YOUR GOAL | Nothing but the lines from the start of the records through the line that contains "in the terminal" is to be copied, and each is to be copied exactly.

(RECORDS PROVIDED)

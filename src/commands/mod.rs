/*!
Command handlers for the CLI

This module provides command handlers invoked by the CLI entrypoint.

It exposes four top-level command modules:

- `whoami` - Ask the backend for the current session
- `login`  - Submit credentials
- `logout` - End the session
- `guard`  - Run a guard, answering the login prompt in the terminal

Every handler builds its own [`AuthCoordinator`] from the configuration;
the terminal stands in for the login form and a [`MemoryNavigator`] for the
application's router.
*/

use std::sync::Arc;

use tokio::sync::mpsc::UnboundedReceiver;

use crate::config::Config;
use crate::error::{is_cancellation, Result};
use crate::security::{
    AuthCoordinator, ChannelLoginUi, Credentials, LoginPromptEvent, MemoryNavigator, RetryReason,
};

/// Location the CLI pretends to be at while a guard runs.
const PROTECTED_PATH: &str = "/protected";

/// Everything a command handler needs to drive the coordinator.
struct Session {
    coordinator: Arc<AuthCoordinator>,
    navigator: Arc<MemoryNavigator>,
    prompts: UnboundedReceiver<LoginPromptEvent>,
}

fn connect(config: &Config, initial_path: &str) -> Result<Session> {
    let (ui, prompts) = ChannelLoginUi::new();
    let navigator = Arc::new(MemoryNavigator::new(initial_path));
    let coordinator = AuthCoordinator::from_config(config, Arc::new(ui), navigator.clone())?;
    Ok(Session {
        coordinator,
        navigator,
        prompts,
    })
}

// Terminal credential prompt
pub mod prompt {
    //! Reads credentials from the terminal.
    //!
    //! Readline is blocking, so every read happens on a blocking task.

    use super::*;
    use std::borrow::Cow;

    use rustyline::config::Configurer;
    use rustyline::error::ReadlineError;
    use rustyline::highlight::Highlighter;
    use rustyline::history::DefaultHistory;
    use rustyline::{ColorMode, DefaultEditor, Editor};
    use rustyline::{Completer, Helper, Hinter, Validator};

    /// Line helper that renders every typed character as `*`.
    #[derive(Completer, Helper, Hinter, Validator)]
    struct MaskedInput;

    impl Highlighter for MaskedInput {
        fn highlight<'l>(&self, line: &'l str, _pos: usize) -> Cow<'l, str> {
            Cow::Owned("*".repeat(line.chars().count()))
        }

        fn highlight_char(&self, _line: &str, _pos: usize, _forced: bool) -> bool {
            true
        }
    }

    /// Prints the banner for a login prompt.
    pub fn print_banner(reason: Option<RetryReason>) {
        println!();
        match reason {
            Some(reason) => println!("{}", reason.message()),
            None => println!("Please log in."),
        }
        println!("(leave the e-mail empty to cancel)");
    }

    /// Reads one line with `label` as the prompt.
    ///
    /// Returns `None` on an empty line, Ctrl-C, or Ctrl-D.
    pub async fn read_line(label: &'static str) -> Result<Option<String>> {
        let line = tokio::task::spawn_blocking(move || -> Result<Option<String>> {
            let mut rl = DefaultEditor::new()?;
            finish_line(rl.readline(label))
        })
        .await??;
        Ok(line)
    }

    /// Reads one line without echoing it or adding it to the history.
    ///
    /// Returns `None` on an empty line, Ctrl-C, or Ctrl-D.
    pub async fn read_secret(label: &'static str) -> Result<Option<String>> {
        let line = tokio::task::spawn_blocking(move || -> Result<Option<String>> {
            let mut rl = Editor::<MaskedInput, DefaultHistory>::new()?;
            rl.set_helper(Some(MaskedInput));
            rl.set_color_mode(ColorMode::Forced);
            rl.set_auto_add_history(false);
            finish_line(rl.readline(label))
        })
        .await??;
        Ok(line)
    }

    fn finish_line(read: std::result::Result<String, ReadlineError>) -> Result<Option<String>> {
        match read {
            Ok(line) => {
                let trimmed = line.trim().to_string();
                Ok((!trimmed.is_empty()).then_some(trimmed))
            }
            Err(ReadlineError::Interrupted) | Err(ReadlineError::Eof) => Ok(None),
            Err(e) => Err(e.into()),
        }
    }

    /// Reads an e-mail address and password.
    ///
    /// Returns `None` when the user leaves either one empty.
    pub async fn read_credentials() -> Result<Option<Credentials>> {
        let Some(email) = read_line("E-mail: ").await? else {
            return Ok(None);
        };
        let Some(password) = read_secret("Password: ").await? else {
            return Ok(None);
        };
        Ok(Some(Credentials::new(email, password)))
    }

    /// Answers one login flow: prompts until the login succeeds or the user
    /// gives up, in which case the flow is cancelled.
    pub async fn answer_login(
        coordinator: &AuthCoordinator,
        reason: Option<RetryReason>,
    ) -> Result<()> {
        print_banner(reason);
        loop {
            let Some(credentials) = read_credentials().await? else {
                coordinator.cancel_login();
                return Ok(());
            };

            match coordinator.login(&credentials).await {
                Ok(true) => return Ok(()),
                Ok(false) => {
                    println!("Login failed. Please check your credentials and try again.")
                }
                Err(e) => println!("There was a problem with authenticating: {}", e),
            }
        }
    }

    #[cfg(test)]
    mod tests {
        use super::*;

        #[test]
        fn test_masked_input_hides_every_character() {
            assert_eq!(MaskedInput.highlight("hunter2", 7), "*******");
            assert_eq!(MaskedInput.highlight("pässwörd", 0), "********");
            assert!(MaskedInput.highlight_char("h", 1, false));
        }

        #[test]
        fn test_finish_line_treats_blank_and_interrupt_as_none() {
            assert_eq!(
                finish_line(Ok("  jo@example.com \n".to_string())).unwrap(),
                Some("jo@example.com".to_string())
            );
            assert_eq!(finish_line(Ok("   ".to_string())).unwrap(), None);
            assert_eq!(finish_line(Err(ReadlineError::Interrupted)).unwrap(), None);
            assert_eq!(finish_line(Err(ReadlineError::Eof)).unwrap(), None);
        }
    }
}

// Session lookup
pub mod whoami {
    use super::*;

    /// Prints the user the backend reports for the current session.
    pub async fn run_whoami(config: Config) -> Result<()> {
        let session = connect(&config, "/")?;
        let state = session.coordinator.request_current_user().await?;
        match state.identity() {
            Some(identity) => {
                println!("{}", serde_json::to_string_pretty(identity)?);
                if state.is_admin() {
                    println!("(administrator)");
                }
            }
            None => println!("Not logged in"),
        }
        Ok(())
    }
}

// Login command
pub mod login {
    use super::*;

    /// Logs in, prompting for the password when it was not given.
    pub async fn run_login(config: Config, email: String, password: Option<String>) -> Result<()> {
        let session = connect(&config, "/")?;
        let password = match password {
            Some(password) => password,
            None => match prompt::read_secret("Password: ").await? {
                Some(password) => password,
                None => {
                    println!("Login cancelled");
                    return Ok(());
                }
            },
        };

        let credentials = Credentials::new(email, password);
        if session.coordinator.login(&credentials).await? {
            let name = session
                .coordinator
                .current_user()
                .map(|identity| identity.display_name())
                .unwrap_or_default();
            println!("Logged in as {}", name);
        } else {
            println!("Login failed. Please check your credentials and try again.");
        }
        Ok(())
    }
}

// Logout command
pub mod logout {
    use super::*;

    /// Logs out and reports where the application ended up.
    pub async fn run_logout(config: Config, redirect: Option<String>) -> Result<()> {
        let session = connect(&config, PROTECTED_PATH)?;
        session.coordinator.logout(redirect.as_deref()).await?;
        println!("Logged out; now at {}", session.navigator.current());
        Ok(())
    }
}

// Guard command
pub mod guard {
    use super::*;

    /// Runs a guard and answers any login prompt it raises.
    ///
    /// # Arguments
    ///
    /// * `config` - Global configuration (consumed)
    /// * `admin` - Require an administrator rather than any logged-in user
    pub async fn run_guard(config: Config, admin: bool) -> Result<()> {
        let Session {
            coordinator,
            navigator,
            mut prompts,
        } = connect(&config, PROTECTED_PATH)?;

        coordinator.restore_session().await;

        let mut guard = if admin {
            coordinator.require_admin_user()
        } else {
            coordinator.require_authenticated_user()
        };

        let outcome = loop {
            tokio::select! {
                outcome = &mut guard => break outcome,
                Some(event) = prompts.recv() => match event {
                    LoginPromptEvent::Show { flow_id, reason } => {
                        tracing::debug!(flow_id, "Answering login prompt");
                        prompt::answer_login(&coordinator, reason).await?;
                    }
                    LoginPromptEvent::Dismiss { flow_id, outcome } => {
                        tracing::debug!(flow_id, ?outcome, "Login prompt dismissed");
                    }
                },
            }
        };

        match outcome {
            Ok(()) => {
                let name = coordinator
                    .current_user()
                    .map(|identity| identity.display_name())
                    .unwrap_or_default();
                println!("Access granted to {} for {}", name, navigator.current());
                Ok(())
            }
            Err(e) if is_cancellation(&e) => {
                println!("Access not granted; now at {}", navigator.current());
                Ok(())
            }
            Err(e) => Err(e),
        }
    }
}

(End RECORDS PROVIDED)

OUTPUT BELOW |
filename src/commands/mod.rs
/*!
Command handlers for the CLI

This module provides command handlers invoked by the CLI entrypoint.

It exposes four top-level command modules:

- `whoami` - Ask the backend for the current session
- `login`  - Submit credentials
- `logout` - End the session
- `guard`  - Run a guard, answering the login prompt in the terminal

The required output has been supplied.